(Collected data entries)
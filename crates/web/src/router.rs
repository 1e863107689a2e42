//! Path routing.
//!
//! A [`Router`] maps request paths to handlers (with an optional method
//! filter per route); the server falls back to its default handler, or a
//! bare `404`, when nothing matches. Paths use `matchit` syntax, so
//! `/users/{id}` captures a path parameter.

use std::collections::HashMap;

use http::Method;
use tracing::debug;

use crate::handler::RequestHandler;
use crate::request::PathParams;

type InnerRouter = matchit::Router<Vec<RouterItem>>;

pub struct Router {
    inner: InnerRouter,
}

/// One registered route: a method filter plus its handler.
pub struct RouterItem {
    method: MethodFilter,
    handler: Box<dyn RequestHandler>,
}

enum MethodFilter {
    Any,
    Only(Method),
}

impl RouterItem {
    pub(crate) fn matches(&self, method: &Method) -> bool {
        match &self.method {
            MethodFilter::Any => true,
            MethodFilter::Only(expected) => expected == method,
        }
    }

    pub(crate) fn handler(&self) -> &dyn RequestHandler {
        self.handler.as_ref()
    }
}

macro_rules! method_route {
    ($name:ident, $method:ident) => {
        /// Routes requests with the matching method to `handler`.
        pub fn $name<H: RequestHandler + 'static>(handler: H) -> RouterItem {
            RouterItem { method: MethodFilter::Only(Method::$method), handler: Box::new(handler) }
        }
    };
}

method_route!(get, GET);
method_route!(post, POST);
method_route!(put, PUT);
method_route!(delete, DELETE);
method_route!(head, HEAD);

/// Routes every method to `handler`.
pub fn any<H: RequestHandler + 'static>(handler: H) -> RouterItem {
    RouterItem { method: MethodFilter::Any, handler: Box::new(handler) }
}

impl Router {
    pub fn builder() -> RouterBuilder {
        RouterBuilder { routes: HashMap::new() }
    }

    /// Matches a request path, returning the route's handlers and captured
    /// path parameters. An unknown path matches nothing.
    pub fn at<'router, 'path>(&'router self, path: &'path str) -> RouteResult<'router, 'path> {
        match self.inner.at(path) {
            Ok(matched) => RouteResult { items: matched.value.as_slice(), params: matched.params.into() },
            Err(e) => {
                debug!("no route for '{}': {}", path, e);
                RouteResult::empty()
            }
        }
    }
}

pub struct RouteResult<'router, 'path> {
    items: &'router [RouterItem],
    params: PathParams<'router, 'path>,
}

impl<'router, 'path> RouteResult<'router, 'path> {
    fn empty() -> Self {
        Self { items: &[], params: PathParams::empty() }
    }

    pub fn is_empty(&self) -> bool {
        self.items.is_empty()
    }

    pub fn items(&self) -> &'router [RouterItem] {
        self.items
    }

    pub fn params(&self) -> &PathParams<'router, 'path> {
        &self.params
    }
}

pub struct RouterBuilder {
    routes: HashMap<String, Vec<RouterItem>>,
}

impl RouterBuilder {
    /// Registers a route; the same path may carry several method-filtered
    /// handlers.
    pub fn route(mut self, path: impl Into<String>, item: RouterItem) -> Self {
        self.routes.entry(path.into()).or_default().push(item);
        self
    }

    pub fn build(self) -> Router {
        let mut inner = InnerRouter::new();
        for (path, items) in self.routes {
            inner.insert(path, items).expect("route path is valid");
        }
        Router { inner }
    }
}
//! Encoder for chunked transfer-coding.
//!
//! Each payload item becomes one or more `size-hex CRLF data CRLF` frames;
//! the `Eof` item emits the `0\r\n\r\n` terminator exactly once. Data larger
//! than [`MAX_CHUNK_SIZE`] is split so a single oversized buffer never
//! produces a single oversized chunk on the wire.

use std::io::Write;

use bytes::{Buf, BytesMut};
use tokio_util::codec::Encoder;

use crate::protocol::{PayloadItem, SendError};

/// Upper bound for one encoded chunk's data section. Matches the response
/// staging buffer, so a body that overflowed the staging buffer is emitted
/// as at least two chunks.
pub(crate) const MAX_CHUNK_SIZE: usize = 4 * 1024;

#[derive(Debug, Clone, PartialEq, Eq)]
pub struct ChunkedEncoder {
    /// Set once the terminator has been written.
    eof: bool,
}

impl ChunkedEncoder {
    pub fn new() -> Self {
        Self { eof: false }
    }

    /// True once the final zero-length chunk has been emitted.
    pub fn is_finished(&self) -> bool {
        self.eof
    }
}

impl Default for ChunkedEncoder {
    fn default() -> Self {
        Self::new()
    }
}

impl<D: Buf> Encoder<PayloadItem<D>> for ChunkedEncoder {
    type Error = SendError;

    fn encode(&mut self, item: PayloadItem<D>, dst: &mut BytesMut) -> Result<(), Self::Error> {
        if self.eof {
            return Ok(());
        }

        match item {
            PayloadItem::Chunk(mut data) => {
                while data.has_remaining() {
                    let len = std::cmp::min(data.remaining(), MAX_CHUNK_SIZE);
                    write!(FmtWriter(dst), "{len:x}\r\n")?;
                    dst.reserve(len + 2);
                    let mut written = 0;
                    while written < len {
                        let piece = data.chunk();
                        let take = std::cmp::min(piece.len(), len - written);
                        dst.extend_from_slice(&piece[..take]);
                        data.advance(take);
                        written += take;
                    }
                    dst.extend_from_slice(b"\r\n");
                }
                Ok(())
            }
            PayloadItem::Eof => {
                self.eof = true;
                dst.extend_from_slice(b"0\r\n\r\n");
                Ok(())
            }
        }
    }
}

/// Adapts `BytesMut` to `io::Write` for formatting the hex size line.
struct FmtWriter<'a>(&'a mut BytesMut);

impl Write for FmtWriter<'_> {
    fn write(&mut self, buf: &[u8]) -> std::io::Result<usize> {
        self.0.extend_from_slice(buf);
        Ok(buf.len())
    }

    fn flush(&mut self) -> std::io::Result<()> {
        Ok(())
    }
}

...

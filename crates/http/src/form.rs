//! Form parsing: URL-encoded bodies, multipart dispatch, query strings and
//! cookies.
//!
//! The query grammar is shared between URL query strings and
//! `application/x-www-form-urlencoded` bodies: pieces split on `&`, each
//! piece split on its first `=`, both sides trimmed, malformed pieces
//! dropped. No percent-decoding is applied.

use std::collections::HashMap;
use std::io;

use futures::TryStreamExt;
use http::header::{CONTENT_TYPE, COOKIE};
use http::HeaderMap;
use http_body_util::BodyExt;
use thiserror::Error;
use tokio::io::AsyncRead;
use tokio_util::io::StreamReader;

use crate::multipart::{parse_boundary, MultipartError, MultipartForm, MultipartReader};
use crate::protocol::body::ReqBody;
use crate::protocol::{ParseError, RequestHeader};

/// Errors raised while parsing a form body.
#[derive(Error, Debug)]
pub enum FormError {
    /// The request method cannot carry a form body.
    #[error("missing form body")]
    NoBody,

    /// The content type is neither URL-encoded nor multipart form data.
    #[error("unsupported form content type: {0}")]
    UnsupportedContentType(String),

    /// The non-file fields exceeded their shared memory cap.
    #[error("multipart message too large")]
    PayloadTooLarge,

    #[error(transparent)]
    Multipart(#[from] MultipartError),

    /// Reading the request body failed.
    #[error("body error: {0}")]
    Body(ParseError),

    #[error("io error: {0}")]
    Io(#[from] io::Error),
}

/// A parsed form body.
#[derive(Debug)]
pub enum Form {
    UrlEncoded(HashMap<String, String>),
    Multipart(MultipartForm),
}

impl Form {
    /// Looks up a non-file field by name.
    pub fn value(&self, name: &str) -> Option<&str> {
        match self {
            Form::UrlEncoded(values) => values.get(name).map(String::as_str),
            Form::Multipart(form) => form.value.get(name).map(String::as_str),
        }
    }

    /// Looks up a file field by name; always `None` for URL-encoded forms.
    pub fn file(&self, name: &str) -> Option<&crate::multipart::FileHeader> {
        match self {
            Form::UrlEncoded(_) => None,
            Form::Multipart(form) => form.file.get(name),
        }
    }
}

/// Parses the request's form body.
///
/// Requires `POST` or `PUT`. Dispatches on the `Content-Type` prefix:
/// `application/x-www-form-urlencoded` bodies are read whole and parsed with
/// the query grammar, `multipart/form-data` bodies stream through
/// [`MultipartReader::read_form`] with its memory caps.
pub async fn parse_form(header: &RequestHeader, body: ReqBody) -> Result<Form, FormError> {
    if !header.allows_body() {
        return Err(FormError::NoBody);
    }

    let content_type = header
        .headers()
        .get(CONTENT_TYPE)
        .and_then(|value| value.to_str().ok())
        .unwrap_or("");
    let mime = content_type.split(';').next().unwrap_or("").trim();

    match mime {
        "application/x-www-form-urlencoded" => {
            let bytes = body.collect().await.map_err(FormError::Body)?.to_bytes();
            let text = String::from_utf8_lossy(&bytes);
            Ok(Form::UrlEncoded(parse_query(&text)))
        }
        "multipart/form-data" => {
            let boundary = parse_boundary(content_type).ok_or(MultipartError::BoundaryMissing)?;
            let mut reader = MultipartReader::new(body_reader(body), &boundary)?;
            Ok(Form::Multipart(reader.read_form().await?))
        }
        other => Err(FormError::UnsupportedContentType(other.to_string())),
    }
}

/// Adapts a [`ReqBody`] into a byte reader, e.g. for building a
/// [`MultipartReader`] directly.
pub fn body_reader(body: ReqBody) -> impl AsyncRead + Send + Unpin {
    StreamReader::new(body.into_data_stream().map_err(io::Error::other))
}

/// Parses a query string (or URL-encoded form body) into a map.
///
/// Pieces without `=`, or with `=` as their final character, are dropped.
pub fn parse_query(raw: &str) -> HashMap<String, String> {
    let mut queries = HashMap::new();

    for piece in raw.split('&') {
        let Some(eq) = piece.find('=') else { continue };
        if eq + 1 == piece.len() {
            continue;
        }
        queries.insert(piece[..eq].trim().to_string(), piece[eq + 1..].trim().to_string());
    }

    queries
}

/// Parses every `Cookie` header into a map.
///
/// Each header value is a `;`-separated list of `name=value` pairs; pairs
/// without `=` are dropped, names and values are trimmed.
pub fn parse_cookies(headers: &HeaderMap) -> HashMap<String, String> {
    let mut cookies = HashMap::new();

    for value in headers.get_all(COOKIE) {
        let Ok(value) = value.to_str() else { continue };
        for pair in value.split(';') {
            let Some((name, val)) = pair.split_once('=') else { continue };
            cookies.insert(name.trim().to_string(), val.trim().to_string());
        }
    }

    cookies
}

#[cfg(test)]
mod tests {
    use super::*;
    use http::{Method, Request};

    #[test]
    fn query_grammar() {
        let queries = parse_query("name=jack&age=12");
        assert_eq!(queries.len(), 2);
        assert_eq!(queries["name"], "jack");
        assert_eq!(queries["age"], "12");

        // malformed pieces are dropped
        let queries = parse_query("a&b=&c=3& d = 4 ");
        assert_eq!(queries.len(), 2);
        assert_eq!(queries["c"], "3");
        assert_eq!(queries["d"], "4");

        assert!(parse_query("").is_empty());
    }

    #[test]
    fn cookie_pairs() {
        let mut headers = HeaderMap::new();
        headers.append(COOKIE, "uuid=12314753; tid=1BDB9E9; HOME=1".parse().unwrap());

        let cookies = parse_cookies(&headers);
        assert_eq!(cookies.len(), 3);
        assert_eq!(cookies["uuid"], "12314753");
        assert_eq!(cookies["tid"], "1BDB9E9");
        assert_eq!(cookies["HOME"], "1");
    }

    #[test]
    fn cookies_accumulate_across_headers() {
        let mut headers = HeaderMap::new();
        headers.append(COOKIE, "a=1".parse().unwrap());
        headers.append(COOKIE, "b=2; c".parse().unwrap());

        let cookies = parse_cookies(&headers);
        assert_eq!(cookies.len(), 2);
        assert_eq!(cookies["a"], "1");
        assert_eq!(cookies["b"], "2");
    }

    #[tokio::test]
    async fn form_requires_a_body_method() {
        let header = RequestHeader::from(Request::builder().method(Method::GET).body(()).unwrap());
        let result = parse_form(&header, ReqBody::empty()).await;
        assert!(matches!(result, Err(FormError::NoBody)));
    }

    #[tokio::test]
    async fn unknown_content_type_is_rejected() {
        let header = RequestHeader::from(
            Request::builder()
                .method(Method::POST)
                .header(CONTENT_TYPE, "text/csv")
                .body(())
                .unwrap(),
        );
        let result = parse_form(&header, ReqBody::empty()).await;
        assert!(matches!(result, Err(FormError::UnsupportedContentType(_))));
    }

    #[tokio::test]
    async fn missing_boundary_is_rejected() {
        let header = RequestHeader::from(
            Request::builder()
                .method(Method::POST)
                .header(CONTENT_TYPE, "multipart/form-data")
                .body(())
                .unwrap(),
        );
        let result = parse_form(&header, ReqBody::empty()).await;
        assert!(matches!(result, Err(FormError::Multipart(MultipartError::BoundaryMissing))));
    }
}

Problem statement: Set down again, word for word, the stretch of records from the line with "filename crates/web/src/router.rs" to the line with "method_route!(post, POST);", both of those lines included.

Written response:
filename crates/web/src/router.rs
repository 1e863107689a2e42
//! Path routing.
//!
//! A [`Router`] maps request paths to handlers (with an optional method
//! filter per route); the server falls back to its default handler, or a
//! bare `404`, when nothing matches. Paths use `matchit` syntax, so
//! `/users/{id}` captures a path parameter.

use std::collections::HashMap;

use http::Method;
use tracing::debug;

use crate::handler::RequestHandler;
use crate::request::PathParams;

type InnerRouter = matchit::Router<Vec<RouterItem>>;

pub struct Router {
    inner: InnerRouter,
}

/// One registered route: a method filter plus its handler.
pub struct RouterItem {
    method: MethodFilter,
    handler: Box<dyn RequestHandler>,
}

enum MethodFilter {
    Any,
    Only(Method),
}

impl RouterItem {
    pub(crate) fn matches(&self, method: &Method) -> bool {
        match &self.method {
            MethodFilter::Any => true,
            MethodFilter::Only(expected) => expected == method,
        }
    }

    pub(crate) fn handler(&self) -> &dyn RequestHandler {
        self.handler.as_ref()
    }
}

macro_rules! method_route {
    ($name:ident, $method:ident) => {
        /// Routes requests with the matching method to `handler`.
        pub fn $name<H: RequestHandler + 'static>(handler: H) -> RouterItem {
            RouterItem { method: MethodFilter::Only(Method::$method), handler: Box::new(handler) }
        }
    };
}

method_route!(get, GET);
method_route!(post, POST);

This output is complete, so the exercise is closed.